Summary: can't verify big O claim, how to properly time this?

On Jun 15, 2:34 pm, "Terry Reedy" <tjre...@udel.eduwrote:
"Bart Kastermans" <bkast...@gmail.comwrote in message

|I wrote a binary search tree in python, explaining as I was doing it
| how and why I did it. I am very interested in receiving comments on
| the code, process, and anything else that will improve my coding or
| writing.
|
| I wrote this all up in my blog at:
|
|http://kasterma.wordpress.com/2008/0...-binary-search...
|
| The code of the class has been copied below, but the description of
| the process (mostly an attempt at approaching test driving development
| for as far as I understand the term) has not been copied.
|
| Any and all comments are appreciated.
|
| Best,
| Bart
|
| *********** python code ************************
|
|
| import re
|
| class BSTree:
| def __init__ (self, value = None):
| self.value = value
| self.left = None
| self.right = None

There are two possible approaches.
1. Define 1 tree class that is also used for subtrees -- what you did.
Complication: self.value of root node can be none, so you constantly
have to check self.value for None even though only possible for root node.
2. Define tree class and node class. This had other complications, but
removes that above and makes str easier. tree.str = '(' str(rootnode) ')'
and node.str= self.value '(' str(self.left) ')' '(' str(self.right) ')'.

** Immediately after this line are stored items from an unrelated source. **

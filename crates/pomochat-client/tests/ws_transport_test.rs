//! WebSocket transport against a local echo endpoint.
//!
//! The endpoint accepts one connection, echoes every text frame back and
//! answers close frames. Tests drive the transport directly and observe the
//! generation-tagged events it reports.

use std::time::Duration;

use futures::{SinkExt, StreamExt};
use pomochat_app::{EventSink, Generation, Link, Transport, TransportEvent};
use pomochat_client::transport::WsTransport;
use tokio::{net::TcpListener, sync::mpsc};
use tokio_tungstenite::{accept_async, tungstenite::Message};
use url::Url;

/// Bind a one-shot echo endpoint and return its URL.
async fn echo_endpoint() -> Url {
    let listener = TcpListener::bind("127.0.0.1:0").await.unwrap();
    let addr = listener.local_addr().unwrap();

    tokio::spawn(async move {
        let (stream, _) = listener.accept().await.unwrap();
        let mut socket = accept_async(stream).await.unwrap();
        // Close frames are answered by tungstenite on the next read
        while let Some(Ok(message)) = socket.next().await {
            if let Message::Text(text) = message {
                socket.send(Message::Text(text)).await.unwrap();
            }
        }
    });

    Url::parse(&format!("ws://{addr}/chat?userID=alice&chatWithID=bob")).unwrap()
}

async fn next_event(
    rx: &mut mpsc::UnboundedReceiver<(Generation, TransportEvent)>,
) -> (Generation, TransportEvent) {
    tokio::time::timeout(Duration::from_secs(10), rx.recv())
        .await
        .expect("transport event not reported")
        .expect("event channel closed")
}

#[tokio::test]
async fn opens_echoes_and_closes() {
    let url = echo_endpoint().await;
    let (tx, mut rx) = mpsc::unbounded_channel();
    let generation = Generation::new(7);

    let mut link = WsTransport.open(&url, EventSink::new(generation, tx));
    assert_eq!(next_event(&mut rx).await, (generation, TransportEvent::Opened));

    link.send(r#"{"senderID":"alice","receiverID":"bob","body":"hi"}"#.into()).unwrap();
    let (tagged, event) = next_event(&mut rx).await;
    assert_eq!(tagged, generation);
    assert_eq!(
        event,
        TransportEvent::Received(r#"{"senderID":"alice","receiverID":"bob","body":"hi"}"#.into())
    );

    link.close(1000, "User disconnected");
    let (_, event) = next_event(&mut rx).await;
    assert!(matches!(event, TransportEvent::Closed { .. }));

    assert!(link.send("late".into()).is_err());
}

#[tokio::test]
async fn unreachable_endpoint_reports_error() {
    // Bind then drop to get a port nobody listens on
    let listener = TcpListener::bind("127.0.0.1:0").await.unwrap();
    let addr = listener.local_addr().unwrap();
    drop(listener);

    let (tx, mut rx) = mpsc::unbounded_channel();
    let url = Url::parse(&format!("ws://{addr}/chat")).unwrap();
    let _link = WsTransport.open(&url, EventSink::new(Generation::new(1), tx));

    let (_, event) = next_event(&mut rx).await;
    assert!(matches!(event, TransportEvent::Error { .. }));
}

#[tokio::test]
async fn close_before_open_is_sent_once_open() {
    let url = echo_endpoint().await;
    let (tx, mut rx) = mpsc::unbounded_channel();

    let mut link = WsTransport.open(&url, EventSink::new(Generation::new(2), tx));
    link.close(1000, "User disconnected");

    assert_eq!(next_event(&mut rx).await.1, TransportEvent::Opened);
    let (_, event) = next_event(&mut rx).await;
    assert!(matches!(event, TransportEvent::Closed { .. }));
}
//! Chat message wire shapes.
//!
//! Inbound payloads decode into [`Message`]; outbound payloads are built as
//! [`OutboundMessage`] and always carry a timestamp. Both use the endpoint's
//! JSON field names (`senderID`, `receiverID`, `body`, `timestamp`).

use std::fmt;

use serde::{Deserialize, Serialize};

use crate::error::{SessionError, WireError};

/// Sender id the chat endpoint uses for its own notices.
pub const SYSTEM_SENDER: &str = "system";

/// Opaque participant identifier.
///
/// Validated for presence only: any non-empty string is accepted.
#[derive(Debug, Clone, PartialEq, Eq, Hash, PartialOrd, Ord, Serialize, Deserialize)]
#[serde(transparent)]
pub struct ParticipantId(String);

impl ParticipantId {
    /// Create an identifier, rejecting the empty string.
    pub fn new(id: impl Into<String>) -> Result<Self, SessionError> {
        let id = id.into();
        if id.is_empty() {
            return Err(SessionError::EmptyParticipant);
        }
        Ok(Self(id))
    }

    /// Identifier as a string slice.
    pub fn as_str(&self) -> &str {
        &self.0
    }

    fn is_empty(&self) -> bool {
        self.0.is_empty()
    }
}

impl fmt::Display for ParticipantId {
    fn fmt(&self, f: &mut fmt::Formatter<'_>) -> fmt::Result {
        f.write_str(&self.0)
    }
}

/// A message in a room.
///
/// `timestamp` is kept exactly as the peer sent it; inbound messages are
/// never re-stamped.
#[derive(Debug, Clone, PartialEq, Eq, Serialize, Deserialize)]
pub struct Message {
    /// Author of the message.
    #[serde(rename = "senderID")]
    pub sender_id: ParticipantId,
    /// Addressee of the message.
    #[serde(rename = "receiverID")]
    pub receiver_id: ParticipantId,
    /// Text content, unsanitized.
    pub body: String,
    /// ISO-8601 timestamp, if the peer provided one.
    #[serde(default, skip_serializing_if = "Option::is_none")]
    pub timestamp: Option<String>,
}

impl Message {
    /// Decode an inbound text payload.
    ///
    /// # Errors
    ///
    /// - `WireError::Json` if the payload is not a JSON message object
    /// - `WireError::EmptyField` if `senderID` or `receiverID` is empty
    pub fn decode(payload: &str) -> Result<Self, WireError> {
        let message: Self = serde_json::from_str(payload)?;
        if message.sender_id.is_empty() {
            return Err(WireError::EmptyField { field: "senderID" });
        }
        if message.receiver_id.is_empty() {
            return Err(WireError::EmptyField { field: "receiverID" });
        }
        Ok(message)
    }

    /// True for notices authored by the chat endpoint itself.
    pub fn is_system(&self) -> bool {
        self.sender_id.as_str() == SYSTEM_SENDER
    }
}

/// A message accepted for sending.
///
/// Serializes to exactly `senderID`, `receiverID`, `body` and `timestamp`.
#[derive(Debug, Clone, PartialEq, Eq, Serialize)]
pub struct OutboundMessage {
    /// Local participant.
    #[serde(rename = "senderID")]
    pub sender_id: ParticipantId,
    /// Remote participant.
    #[serde(rename = "receiverID")]
    pub receiver_id: ParticipantId,
    /// Text content as supplied by the caller.
    pub body: String,
    /// ISO-8601 timestamp assigned when the session accepted the message.
    pub timestamp: String,
}

impl OutboundMessage {
    /// Encode as a JSON text payload.
    pub fn encode(&self) -> Result<String, WireError> {
        Ok(serde_json::to_string(self)?)
    }
}

impl From<OutboundMessage> for Message {
    fn from(outbound: OutboundMessage) -> Self {
        Self {
            sender_id: outbound.sender_id,
            receiver_id: outbound.receiver_id,
            body: outbound.body,
            timestamp: Some(outbound.timestamp),
        }
    }
}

If use '' instead of None, no conditionals are needed. (This might apply
partly to your version as well.) Or define class NullTree with a singleton
instance with no attributes and a str method returning '' and an inOrder
method yielding nothing. This would also eliminate the condifionals in the
inOrder method. Not sure what is best. With a good test suite, it is easy
to make sure alternative implementations 'work' before testing for speed.
Thanks for the idea. I would expect the separation to lead to
somewhat more
code, but all the "checking the root" code would be separated out in
the
tree class. The node class would be very smooth. I'll try this when
I have
some time (today I spend my "alloted" programming time on what is
below).

(also the comment about inOrder returning a generator was because I
tried to
figure it out, failed, and then got enough by doing it without yield.
I forgot
to bring my comment in line with my code. A generator
would certainly be nicer, and I'll work at understanding your
suggestion for
it.)
>
| def __str__ (self):

string appending is an O(n**2) operations. The usual idiom, applied here,
would be slist = ['('], slist.append(str(self.value)), .... return
''.join(slist). In other words, collect list of pieces and join at end.
This is interesting. I had never attempted to verify a big O
statement
before, and decided that it would be worth trying. So I wrote some
code to
collect data, and I can't find that it goes quadratic. I have the
graph
at

http://kasterma.wordpress.com/2008/0...concatenation/

It looks piecewise linear to me.

The code I used to collect the data is as follows:

************************************************** ***********************

import time

NUMBER = 100 # number of strings to concatenate at given length
JUMP = 500 # jump (and start length) of length of strings
END = 100001 # longest length string considered

def randomString (length):
""" returns a random string of letters from {a,b,c,d} of length
"""

string = ""

for i in range (0,length):
string += choice ("abcd")

return string

def randomStrings (number, length):
""" returns an array of number random strings all of length """

array = []

for i in range (0, number):
array.append (randomString (length))

return array

TimingData = []

for length in range (JUMP, END, JUMP):
array1 = randomStrings (NUMBER, length)
array2 = randomStrings (NUMBER, length)

starttime = time.clock ()
for i in range (0, NUMBER):
string = array1 [i] + array2 [i]
endtime = time.clock ()
print "length", length, "done"

TimingData.append ([length, 1000* (endtime-starttime)])
# to get a better looking graph multiply by 1000

sagefile = open ('stringConcatGraph.sage', "w")
sagefile.write ("points =" + str (TimingData) + "\n")
sagefile.write ("graph = line (points)\n")
sagefile.write ("graph.show ()\n")
sagefile.close ()

Jun 27 '08 #1
2 2022
En Mon, 16 Jun 2008 07:34:06 -0300, Bart Kastermans <bk******@gmail.comescribió:
Summary: can't verify big O claim, how to properly time this?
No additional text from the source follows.